Brain Sci. 2022 Aug 1;12(8):1022. doi: 10.3390/brainsci12081022.
Blood-based proteomic analysis is a routine practice for detecting the biomarkers of human disease. The results obtained from blood alone cannot fully reflect the alterations of nerve cells, including neurons and glia cells, in Alzheimer's disease (AD) brains. Therefore, the present study aimed to investigate novel potential AD biomarker candidates, through an integrated multi-omics approach in AD. We propose a comprehensive strategy to identify high-confidence candidate biomarkers by integrating multi-omics data from AD, including single-nuclei RNA sequencing (snRNA-seq) datasets of the prefrontal and entorhinal cortices, as wells as serum proteomic datasets. We first quantified a total of 124,658 nuclei, 8 cell types, and 3701 differentially expressed genes (DEGs) from snRNA-seq dataset of 30 human cortices, as well as 1291 differentially expressed proteins (DEPs) from serum proteomic dataset of 11 individuals. Then, ten DEGs/DEPs (NEBL, CHSY3, STMN2, MARCKS, VIM, FGD4, EPB41L2, PLEKHG1, PTPRZ1, and PPP1R14A) were identified by integration analysis of snRNA-seq and proteomics data. Finally, four novel candidate biomarkers (NEBL, EPB41L2, FGD4, and MARCKS) for AD further stood out, according to bioinformatics analysis, and they were verified by enzyme-linked immunosorbent assay (ELISA) verification. These candidate biomarkers are related to the regulation process of the actin cytoskeleton, which is involved in the regulation of synaptic loss in the AD brain tissue. Collectively, this study identified novel cell type-related biomarkers for AD by integrating multi-omics datasets from brains and serum. Our findings provided new targets for the clinical treatment and prognosis of AD.

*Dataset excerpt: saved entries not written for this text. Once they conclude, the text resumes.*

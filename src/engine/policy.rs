//! Automatic assessment of requested access rights.
//!
//! Each resource kind carries a fixed decision; the match is exhaustive over the closed
//! access union, so adding a resource kind forces a policy decision at compile time.

// self
use crate::model::AccessRequest;

/// Per-request policy decision.
#[derive(Clone, Copy, Debug, PartialEq, Eq)]
pub enum Decision {
	/// Granted without resource-owner involvement.
	Approve,
	/// Refused outright; one denial blocks the whole grant.
	Deny,
	/// Requires resource-owner interaction before a decision.
	Interact,
}

/// Aggregate assessment of a grant's access rights.
#[derive(Clone, Copy, Debug, Default, PartialEq, Eq)]
pub struct Assessment {
	/// At least one right was denied; the grant fails regardless of the rest.
	pub denied: bool,
	/// Every right was approved outright.
	pub all_approved: bool,
}

/// Decides one access right.
pub fn assess(request: &AccessRequest) -> Decision {
	match request {
		AccessRequest::Account(_) | AccessRequest::IncomingPayment(_) | AccessRequest::Quote(_) =>
			Decision::Approve,
		// Pending richer policy, outgoing payments are refused without exception.
		AccessRequest::OutgoingPayment { .. } => Decision::Deny,
	}
}

/// Decides a whole grant, fail-fast on denial.
pub fn assess_all<'a>(requests: impl IntoIterator<Item = &'a AccessRequest>) -> Assessment {
	let mut all_approved = true;
	let mut denied = false;

	for request in requests {
		match assess(request) {
			Decision::Approve => (),
			Decision::Deny => {
				denied = true;
				all_approved = false;
			},
			Decision::Interact => all_approved = false,
		}
	}

	Assessment { denied, all_approved }
}

#[cfg(test)]
mod tests {
	// self
	use super::*;
	use crate::model::AccessCommon;

	fn account() -> AccessRequest {
		AccessRequest::Account(AccessCommon::default())
	}

	fn outgoing() -> AccessRequest {
		AccessRequest::OutgoingPayment { common: AccessCommon::default(), limits: None }
	}

	#[test]
	fn read_only_kinds_are_approved_outright() {
		for request in [
			account(),
			AccessRequest::IncomingPayment(AccessCommon::default()),
			AccessRequest::Quote(AccessCommon::default()),
		] {
			assert_eq!(assess(&request), Decision::Approve);
		}
	}

	#[test]
	fn one_denial_blocks_the_whole_grant() {
		let requests = [account(), outgoing(), account()];
		let assessment = assess_all(requests.iter());

		assert!(assessment.denied);
		assert!(!assessment.all_approved);
	}

	#[test]
	fn uniformly_approved_grants_are_fully_approved() {
		let requests = [account(), account()];
		let assessment = assess_all(requests.iter());

		assert!(!assessment.denied);
		assert!(assessment.all_approved);
	}
}
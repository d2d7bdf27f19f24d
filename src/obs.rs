//! Optional observability helpers for engine operations.
//!
//! # Feature Flags
//!
//! - Enable `tracing` to emit structured spans named `gnap_engine.op` with the `op`
//!   (operation) and `stage` (call site) fields.
//! - Enable `metrics` to increment the `gnap_engine_op_total` counter for every
//!   attempt/success/failure, labeled by `op` + `outcome`.

mod metrics;
mod tracing;

pub use self::{metrics::*, tracing::*};

// self
use crate::_prelude::*;

/// Engine operations observed through spans and counters.
#[derive(Clone, Copy, Debug, PartialEq, Eq, Hash)]
pub enum OpKind {
	/// Grant initiation.
	Initiate,
	/// Grant continuation (finish or poll).
	Continue,
	/// Token management (rotation, revocation).
	TokenManage,
	/// Token introspection.
	Introspect,
	/// Request signature verification.
	Verify,
}
impl OpKind {
	/// Returns a stable label suitable for span or metric fields.
	pub const fn as_str(self) -> &'static str {
		match self {
			OpKind::Initiate => "initiate",
			OpKind::Continue => "continue",
			OpKind::TokenManage => "token_manage",
			OpKind::Introspect => "introspect",
			OpKind::Verify => "verify",
		}
	}
}
impl Display for OpKind {
	fn fmt(&self, f: &mut Formatter) -> FmtResult {
		f.write_str(self.as_str())
	}
}

/// Outcome labels recorded for each attempt.
#[derive(Clone, Copy, Debug, PartialEq, Eq, Hash)]
pub enum OpOutcome {
	/// Entry to an engine operation.
	Attempt,
	/// Successful completion.
	Success,
	/// Failure propagated back to the caller.
	Failure,
}
impl OpOutcome {
	/// Returns a stable label suitable for span or metric fields.
	pub const fn as_str(self) -> &'static str {
		match self {
			OpOutcome::Attempt => "attempt",
			OpOutcome::Success => "success",
			OpOutcome::Failure => "failure",
		}
	}
}
impl Display for OpOutcome {
	fn fmt(&self, f: &mut Formatter) -> FmtResult {
		f.write_str(self.as_str())
	}
}
// self
use crate::obs::{OpKind, OpOutcome};

/// Records an operation outcome via the global metrics recorder (when enabled).
pub fn record_op_outcome(kind: OpKind, outcome: OpOutcome) {
	#[cfg(feature = "metrics")]
	{
		metrics::counter!(
			"gnap_engine_op_total",
			"op" => kind.as_str(),
			"outcome" => outcome.as_str()
		)
		.increment(1);
	}

	#[cfg(not(feature = "metrics"))]
	{
		let _ = (kind, outcome);
	}
}
//! Client directory: resolution of registered clients and optional trust-on-first-use
//! registration keyed by JWK thumbprint.

// self
use crate::{
	_prelude::*,
	model::{Client, ClientDisplay, ClientId, Jwk},
	store::ClientStore,
};

/// Resolves client identities for the engine's authentication entry points.
#[derive(Clone)]
pub struct ClientDirectory {
	store: Arc<dyn ClientStore>,
	trust_on_first_use: bool,
}
impl ClientDirectory {
	/// Creates a directory over the client store.
	pub fn new(store: Arc<dyn ClientStore>, trust_on_first_use: bool) -> Self {
		Self { store, trust_on_first_use }
	}

	/// Resolves a registered client by identifier.
	pub async fn resolve(&self, id: &ClientId) -> Result<Client> {
		self.store
			.fetch_client(id)
			.await?
			.ok_or_else(|| Error::InvalidClient { reason: format!("unknown client '{id}'") })
	}

	/// Resolves the client owning a presented key set without writing anything.
	///
	/// A known thumbprint resolves to the stored record (`unregistered = false`). An
	/// unknown one, with trust-on-first-use enabled, yields a candidate record
	/// (`unregistered = true`); the caller must prove possession of the key through
	/// signature verification before persisting the candidate via [`Self::register`].
	pub async fn identify(
		&self,
		key: &Jwk,
		display: Option<ClientDisplay>,
	) -> Result<(Client, bool)> {
		let id = ClientId::new(key.thumbprint())
			.map_err(|e| Error::InvalidClient { reason: e.to_string() })?;

		if let Some(client) = self.store.fetch_client(&id).await? {
			return Ok((client, false));
		}
		if !self.trust_on_first_use {
			return Err(Error::InvalidClient {
				reason: "unregistered client key; registration by presentation is disabled".into(),
			});
		}

		// Reject keys that cannot verify anything before offering them as a candidate.
		key.verifying_key().map_err(|e| Error::InvalidClient { reason: e.to_string() })?;

		let mut client = Client::new(id, vec![key.clone()]);

		if let Some(display) = display {
			client = client.with_display(display);
		}

		Ok((client, true))
	}

	/// Persists a candidate from [`Self::identify`] once the request proved possession
	/// of its key.
	///
	/// The minted identifier is the thumbprint of the presented key, so the same key
	/// always resolves to the same client and a lost insert race just re-reads the
	/// winner's record.
	pub async fn register(&self, client: Client) -> Result<Client> {
		if self.store.insert_client(client.clone()).await? {
			return Ok(client);
		}

		self.resolve(&client.id).await
	}
}
impl Debug for ClientDirectory {
	fn fmt(&self, f: &mut Formatter) -> FmtResult {
		f.debug_struct("ClientDirectory")
			.field("trust_on_first_use", &self.trust_on_first_use)
			.finish_non_exhaustive()
	}
}

#[cfg(test)]
mod tests {
	// self
	use super::*;
	use crate::{_preludet::*, store::MemoryStore};

	fn directory(trust_on_first_use: bool) -> ClientDirectory {
		ClientDirectory::new(Arc::new(MemoryStore::default()), trust_on_first_use)
	}

	#[tokio::test]
	async fn unknown_clients_are_invalid() {
		let id = ClientId::new("nobody").expect("Identifier fixture should be valid.");

		assert!(matches!(
			directory(false).resolve(&id).await,
			Err(Error::InvalidClient { .. })
		));
	}

	#[tokio::test]
	async fn first_use_identification_defers_the_write() {
		let directory = directory(true);
		let (_, jwk) = test_signing_key(1, "key-1");
		let (candidate, unregistered) = directory
			.identify(&jwk, None)
			.await
			.expect("First sight should yield a candidate.");

		assert!(unregistered);
		assert_eq!(&*candidate.id, jwk.thumbprint().as_str());
		// Nothing is persisted until the caller proves possession of the key.
		assert!(matches!(
			directory.resolve(&candidate.id).await,
			Err(Error::InvalidClient { .. })
		));

		let client =
			directory.register(candidate).await.expect("Registration should succeed.");
		let (again, unregistered) = directory
			.identify(&jwk, None)
			.await
			.expect("Second sight should resolve the stored record.");

		assert!(!unregistered);
		assert_eq!(again.id, client.id);
		assert_eq!(again.registered_at, client.registered_at);
	}

	#[tokio::test]
	async fn registration_by_presentation_can_be_disabled() {
		let (_, jwk) = test_signing_key(2, "key-2");

		assert!(matches!(
			directory(false).identify(&jwk, None).await,
			Err(Error::InvalidClient { .. })
		));
	}

	#[tokio::test]
	async fn unusable_keys_are_never_offered_as_candidates() {
		let jwk = Jwk::ed25519("key-3", "!!!not-base64url!!!");

		assert!(matches!(
			directory(true).identify(&jwk, None).await,
			Err(Error::InvalidClient { .. })
		));
	}
}
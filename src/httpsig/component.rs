//! Signature base reconstruction from covered components.

// self
use crate::httpsig::{SignatureError, SignedRequest};

/// Builds the canonical signature base for the covered components.
///
/// Each component becomes a `"name": value` line; the base ends with the
/// `"@signature-params"` line carrying the signer's raw parameter serialization, with no
/// trailing newline.
pub fn signature_base(
	request: &SignedRequest,
	components: &[impl AsRef<str>],
	params_serialization: &str,
) -> Result<String, SignatureError> {
	let mut lines = Vec::with_capacity(components.len() + 1);

	for component in components {
		let name = component.as_ref();
		let value = resolve(request, name)?;

		lines.push(format!("\"{name}\": {value}"));
	}

	lines.push(format!("\"@signature-params\": {params_serialization}"));

	Ok(lines.join("\n"))
}

fn resolve(request: &SignedRequest, name: &str) -> Result<String, SignatureError> {
	match name {
		"@method" => Ok(request.method.to_ascii_uppercase()),
		"@target-uri" => Ok(request.target_uri.to_string()),
		_ if name.starts_with('@') => {
			Err(SignatureError::UnresolvableComponent { component: name.to_owned() })
		},
		_ => request
			.header(name)
			.ok_or_else(|| SignatureError::UnresolvableComponent { component: name.to_owned() }),
	}
}
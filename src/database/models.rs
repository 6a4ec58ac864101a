use serde::{Deserialize, Serialize};

/// Classification state of an episode.
///
/// The store keeps a single `category` text column; the two non-categorized
/// states are written as sentinel labels and mapped back to this enum on
/// read. `Pending` and `Failed` are both eligible for a later backfill pass.
#[derive(Debug, Clone, PartialEq, Eq, Serialize, Deserialize)]
#[serde(rename_all = "snake_case")]
pub enum CategoryStatus {
    Pending,
    Categorized(String),
    Failed,
}

impl Default for CategoryStatus {
    fn default() -> Self {
        Self::Pending
    }
}

impl CategoryStatus {
    /// True for states a backfill pass should retry.
    pub fn needs_categorization(&self) -> bool {
        !matches!(self, Self::Categorized(_))
    }

    /// The string written to the `category` column.
    pub fn as_label<'a>(&'a self, labels: &'a CategoryLabels) -> &'a str {
        match self {
            Self::Pending => &labels.pending,
            Self::Categorized(name) => name,
            Self::Failed => &labels.failed,
        }
    }

    /// Map a stored label back to the domain state. An empty column is
    /// treated as pending so legacy rows stay eligible for backfill.
    pub fn from_label(label: &str, labels: &CategoryLabels) -> Self {
        if label.is_empty() || label == labels.pending {
            Self::Pending
        } else if label == labels.failed {
            Self::Failed
        } else {
            Self::Categorized(label.to_string())
        }
    }
}

/// Sentinel labels used at the storage boundary for the two
/// non-categorized states. Configurable so existing databases written
/// with different labels keep working.
#[derive(Debug, Clone)]
pub struct CategoryLabels {
    pub pending: String,
    pub failed: String,
}

impl Default for CategoryLabels {
    fn default() -> Self {
        Self {
            pending: "Uncategorized".to_string(),
            failed: "Categorization failed".to_string(),
        }
    }
}

/// One playlist item, keyed by (episode id, playlist id).
#[derive(Debug, Clone, Serialize, Deserialize)]
pub struct Episode {
    pub id: String,
    pub playlist_id: String,
    pub title: String,
    pub description: String,
    pub duration_minutes: f64,
    /// Timestamp string reported by the playlist ("added_at"); kept opaque.
    pub added_at: String,
    pub url: String,
    pub show_name: String,
    pub category: CategoryStatus,
    /// Set by the store on every upsert.
    pub processed_at: Option<String>,
}

/// Aggregate counts for status logging and the post-export summary.
#[derive(Debug, Clone, Serialize)]
pub struct StoreStats {
    pub total_episodes: i64,
    pub total_categories: i64,
    pub uncategorized: i64,
    pub total_playlists: i64,
    pub top_categories: Vec<(String, i64)>,
}

#[cfg(test)]
mod tests {
    use super::*;

    #[test]
    fn test_label_round_trip() {
        let labels = CategoryLabels::default();

        for status in [
            CategoryStatus::Pending,
            CategoryStatus::Failed,
            CategoryStatus::Categorized("History".to_string()),
        ] {
            let label = status.as_label(&labels).to_string();
            assert_eq!(CategoryStatus::from_label(&label, &labels), status);
        }
    }

    #[test]
    fn test_empty_label_reads_as_pending() {
        let labels = CategoryLabels::default();
        assert_eq!(
            CategoryStatus::from_label("", &labels),
            CategoryStatus::Pending
        );
    }

    #[test]
    fn test_needs_categorization() {
        assert!(CategoryStatus::Pending.needs_categorization());
        assert!(CategoryStatus::Failed.needs_categorization());
        assert!(!CategoryStatus::Categorized("X".to_string()).needs_categorization());
    }
}
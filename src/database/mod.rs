pub mod models;


use anyhow::Result;
use rusqlite::{params, Connection, OptionalExtension};
use std::path::Path;
use std::sync::{Arc, Mutex};

pub use models::*;

pub struct Database {
    conn: Arc<Mutex<Connection>>,
    labels: CategoryLabels,
}

impl Database {
    pub fn new(db_path: &Path, labels: CategoryLabels) -> Result<Self> {
        let conn = Connection::open(db_path)?;

        // Enable WAL mode for concurrent reads
        conn.execute_batch(
            "
            PRAGMA journal_mode=WAL;
            PRAGMA synchronous=NORMAL;
            PRAGMA cache_size=10000;
            PRAGMA temp_store=MEMORY;
        ",
        )?;

        let db = Self {
            conn: Arc::new(Mutex::new(conn)),
            labels,
        };

        // Initialize schema
        db.init_schema()?;

        Ok(db)
    }

    /// Sentinel labels this store was opened with.
    pub fn labels(&self) -> &CategoryLabels {
        &self.labels
    }

    fn init_schema(&self) -> Result<()> {
        let conn = self.conn.lock().unwrap();
        conn.execute_batch(
            r#"
            CREATE TABLE IF NOT EXISTS podcasts (
                id TEXT NOT NULL,
                playlist_id TEXT NOT NULL,
                title TEXT NOT NULL,
                description TEXT,
                duration_minutes REAL,
                added_at TEXT,
                url TEXT,
                category TEXT NOT NULL DEFAULT '',
                show_name TEXT,
                processed_at TEXT DEFAULT (datetime('now')),
                PRIMARY KEY (id, playlist_id)
            );

            CREATE INDEX IF NOT EXISTS idx_podcasts_category ON podcasts(category);
            CREATE INDEX IF NOT EXISTS idx_podcasts_playlist ON podcasts(playlist_id);
            CREATE INDEX IF NOT EXISTS idx_podcasts_added ON podcasts(added_at DESC);

            CREATE TABLE IF NOT EXISTS playlists (
                id TEXT PRIMARY KEY,
                name TEXT,
                last_synced_at TEXT DEFAULT (datetime('now'))
            );
        "#,
        )?;

        Ok(())
    }

    // =========================================================================
    // Episode queries
    // =========================================================================

    /// True iff a row with the composite key is present.
    ///
    /// Errors propagate: a failed lookup must never read as "not found",
    /// since the sync pass would then insert a duplicate.
    pub fn exists(&self, episode_id: &str, playlist_id: &str) -> Result<bool> {
        let conn = self.conn.lock().unwrap();
        let found: Option<i64> = conn
            .query_row(
                "SELECT 1 FROM podcasts WHERE id = ?1 AND playlist_id = ?2",
                params![episode_id, playlist_id],
                |row| row.get(0),
            )
            .optional()?;
        Ok(found.is_some())
    }

    /// Insert or fully replace the row for (id, playlist_id).
    ///
    /// Replace semantics include the category column, so re-storing a
    /// pending episode over a categorized one reverts it to pending.
    /// Sets processed_at to the current time.
    pub fn upsert_episode(&self, episode: &Episode) -> Result<()> {
        let conn = self.conn.lock().unwrap();
        let now = chrono::Utc::now().to_rfc3339();
        conn.execute(
            "INSERT OR REPLACE INTO podcasts
                (id, playlist_id, title, description, duration_minutes,
                 added_at, url, category, show_name, processed_at)
             VALUES (?1, ?2, ?3, ?4, ?5, ?6, ?7, ?8, ?9, ?10)",
            params![
                episode.id,
                episode.playlist_id,
                episode.title,
                episode.description,
                episode.duration_minutes,
                episode.added_at,
                episode.url,
                episode.category.as_label(&self.labels),
                episode.show_name,
                now,
            ],
        )?;
        Ok(())
    }

    /// Mutate only the category column of one row.
    pub fn update_category(
        &self,
        episode_id: &str,
        playlist_id: &str,
        status: &CategoryStatus,
    ) -> Result<()> {
        let conn = self.conn.lock().unwrap();
        conn.execute(
            "UPDATE podcasts SET category = ?1 WHERE id = ?2 AND playlist_id = ?3",
            params![status.as_label(&self.labels), episode_id, playlist_id],
        )?;
        Ok(())
    }

    /// Episodes still awaiting a category (pending or failed),
    /// most-recently-processed first.
    pub fn uncategorized_episodes(&self) -> Result<Vec<Episode>> {
        let conn = self.conn.lock().unwrap();
        let mut stmt = conn.prepare(
            "SELECT id, playlist_id, title, description, duration_minutes,
                    added_at, url, category, show_name, processed_at
             FROM podcasts
             WHERE category IN (?1, ?2, '')
             ORDER BY processed_at DESC, rowid DESC",
        )?;

        let episodes = stmt
            .query_map(params![self.labels.pending, self.labels.failed], |row| {
                Ok(Episode {
                    id: row.get(0)?,
                    playlist_id: row.get(1)?,
                    title: row.get(2)?,
                    description: row.get::<_, Option<String>>(3)?.unwrap_or_default(),
                    duration_minutes: row.get::<_, Option<f64>>(4)?.unwrap_or(0.0),
                    added_at: row.get::<_, Option<String>>(5)?.unwrap_or_default(),
                    url: row.get::<_, Option<String>>(6)?.unwrap_or_default(),
                    category: CategoryStatus::from_label(
                        &row.get::<_, String>(7)?,
                        &self.labels,
                    ),
                    show_name: row.get::<_, Option<String>>(8)?.unwrap_or_default(),
                    processed_at: row.get(9)?,
                })
            })?
            .collect::<Result<Vec<_>, _>>()?;

        Ok(episodes)
    }

    /// Distinct assigned categories, excluding the sentinel labels.
    /// Fed back into categorization prompts as reuse guidance.
    pub fn distinct_categories(&self) -> Result<Vec<String>> {
        let conn = self.conn.lock().unwrap();
        let mut stmt = conn.prepare(
            "SELECT DISTINCT category FROM podcasts
             WHERE category NOT IN (?1, ?2, '')
             ORDER BY category",
        )?;

        let categories = stmt
            .query_map(params![self.labels.pending, self.labels.failed], |row| {
                row.get(0)
            })?
            .collect::<Result<Vec<String>, _>>()?;

        Ok(categories)
    }

    /// Full row set for the export routine, newest playlist addition first.
    pub fn episodes_for_export(&self, playlist_id: Option<&str>) -> Result<Vec<Episode>> {
        let conn = self.conn.lock().unwrap();

        let where_clause = if playlist_id.is_some() {
            "WHERE playlist_id = ?1"
        } else {
            ""
        };
        let sql = format!(
            "SELECT id, playlist_id, title, description, duration_minutes,
                    added_at, url, category, show_name, processed_at
             FROM podcasts {}
             ORDER BY added_at DESC",
            where_clause
        );

        let mut stmt = conn.prepare(&sql)?;
        let map_row = |row: &rusqlite::Row<'_>| {
            Ok(Episode {
                id: row.get(0)?,
                playlist_id: row.get(1)?,
                title: row.get(2)?,
                description: row.get::<_, Option<String>>(3)?.unwrap_or_default(),
                duration_minutes: row.get::<_, Option<f64>>(4)?.unwrap_or(0.0),
                added_at: row.get::<_, Option<String>>(5)?.unwrap_or_default(),
                url: row.get::<_, Option<String>>(6)?.unwrap_or_default(),
                category: CategoryStatus::from_label(&row.get::<_, String>(7)?, &self.labels),
                show_name: row.get::<_, Option<String>>(8)?.unwrap_or_default(),
                processed_at: row.get(9)?,
            })
        };

        let episodes = match playlist_id {
            Some(id) => stmt.query_map(params![id], map_row)?.collect::<Result<Vec<_>, _>>()?,
            None => stmt.query_map([], map_row)?.collect::<Result<Vec<_>, _>>()?,
        };

        Ok(episodes)
    }

    // =========================================================================
    // Playlist sync bookkeeping
    // =========================================================================

    /// Upsert the sync record for a playlist with the current timestamp.
    pub fn record_sync(&self, playlist_id: &str, playlist_name: &str) -> Result<()> {
        let conn = self.conn.lock().unwrap();
        let now = chrono::Utc::now().to_rfc3339();
        conn.execute(
            "INSERT OR REPLACE INTO playlists (id, name, last_synced_at)
             VALUES (?1, ?2, ?3)",
            params![playlist_id, playlist_name, now],
        )?;
        Ok(())
    }

    pub fn last_synced_at(&self, playlist_id: &str) -> Result<Option<String>> {
        let conn = self.conn.lock().unwrap();
        let ts: Option<String> = conn
            .query_row(
                "SELECT last_synced_at FROM playlists WHERE id = ?1",
                params![playlist_id],
                |row| row.get(0),
            )
            .optional()?;
        Ok(ts)
    }

    // =========================================================================
    // Stats and maintenance
    // =========================================================================

    pub fn stats(&self) -> Result<StoreStats> {
        let conn = self.conn.lock().unwrap();

        let total_episodes: i64 =
            conn.query_row("SELECT COUNT(*) FROM podcasts", [], |row| row.get(0))?;
        let total_categories: i64 = conn.query_row(
            "SELECT COUNT(DISTINCT category) FROM podcasts
             WHERE category NOT IN (?1, ?2, '')",
            params![self.labels.pending, self.labels.failed],
            |row| row.get(0),
        )?;
        let uncategorized: i64 = conn.query_row(
            "SELECT COUNT(*) FROM podcasts WHERE category IN (?1, ?2, '')",
            params![self.labels.pending, self.labels.failed],
            |row| row.get(0),
        )?;
        let total_playlists: i64 = conn.query_row(
            "SELECT COUNT(DISTINCT playlist_id) FROM podcasts",
            [],
            |row| row.get(0),
        )?;

        let mut stmt = conn.prepare(
            "SELECT category, COUNT(*) as count FROM podcasts
             WHERE category NOT IN (?1, ?2, '')
             GROUP BY category
             ORDER BY count DESC
             LIMIT 10",
        )?;
        let top_categories = stmt
            .query_map(params![self.labels.pending, self.labels.failed], |row| {
                Ok((row.get::<_, String>(0)?, row.get::<_, i64>(1)?))
            })?
            .collect::<Result<Vec<_>, _>>()?;

        Ok(StoreStats {
            total_episodes,
            total_categories,
            uncategorized,
            total_playlists,
            top_categories,
        })
    }

    /// Drop and recreate both tables. The only operation that deletes rows.
    pub fn reset(&self) -> Result<()> {
        {
            let conn = self.conn.lock().unwrap();
            conn.execute_batch(
                "DROP TABLE IF EXISTS podcasts;
                 DROP TABLE IF EXISTS playlists;",
            )?;
        }
        self.init_schema()?;
        log::info!("Database reset: all tables dropped and recreated");
        Ok(())
    }

    /// Rewrite every row's category to the pending sentinel without
    /// touching any other field. Returns the number of rows updated.
    pub fn reset_categories(&self) -> Result<usize> {
        let conn = self.conn.lock().unwrap();
        let updated = conn.execute(
            "UPDATE podcasts SET category = ?1",
            params![self.labels.pending],
        )?;
        Ok(updated)
    }
}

基于血液的蛋白质组学分析是检测人类疾病生物标志物的常规方法。仅从血液中获得的结果不能完全反映阿尔茨海默病(AD)大脑中神经细胞(包括神经元和神经胶质细胞)的变化。因此,本研究旨在通过AD的综合多组学方法来研究新型潜在的AD生物标志物候选物。我们提出了一种综合策略,通过整合来自AD的多组学数据来识别高可信度的候选生物标志物,这些数据包括前额叶和内嗅皮质的单核RNA测序(snRNA-seq)数据集以及血清蛋白质组数据集。我们首先从30个人类皮质的snRNA-seq数据集中量化了总共124,658个细胞核、8种细胞类型和3701个差异表达基因(DEG),以及从11个人的血清蛋白质组数据集中量化了1291个差异表达蛋白质(DEP)。然后,通过snRNA-seq和蛋白质组学数据的整合分析鉴定出10个DEG/DEP(NEBL、CHSY3、STMN2、MARCKS、VIM、FGD4、EPB41L2、PLEKHG1、PTPRZ1和PPP1R14A)。最后,根据生物信息学分析,四种新型的AD候选生物标志物(NEBL、EPB41L2、FGD4和MARCKS)进一步脱颖而出,并通过酶联免疫吸附测定(ELISA)验证。这些候选生物标志物与肌动蛋白细胞骨架的调节过程有关,该过程参与AD脑组织中突触损失的调节。总体而言,本研究通过整合来自大脑和血清的多组学数据集,鉴定出了与AD新型细胞类型相关的生物标志物。我们的研究结果为AD的临床治疗和预后提供了新的靶点。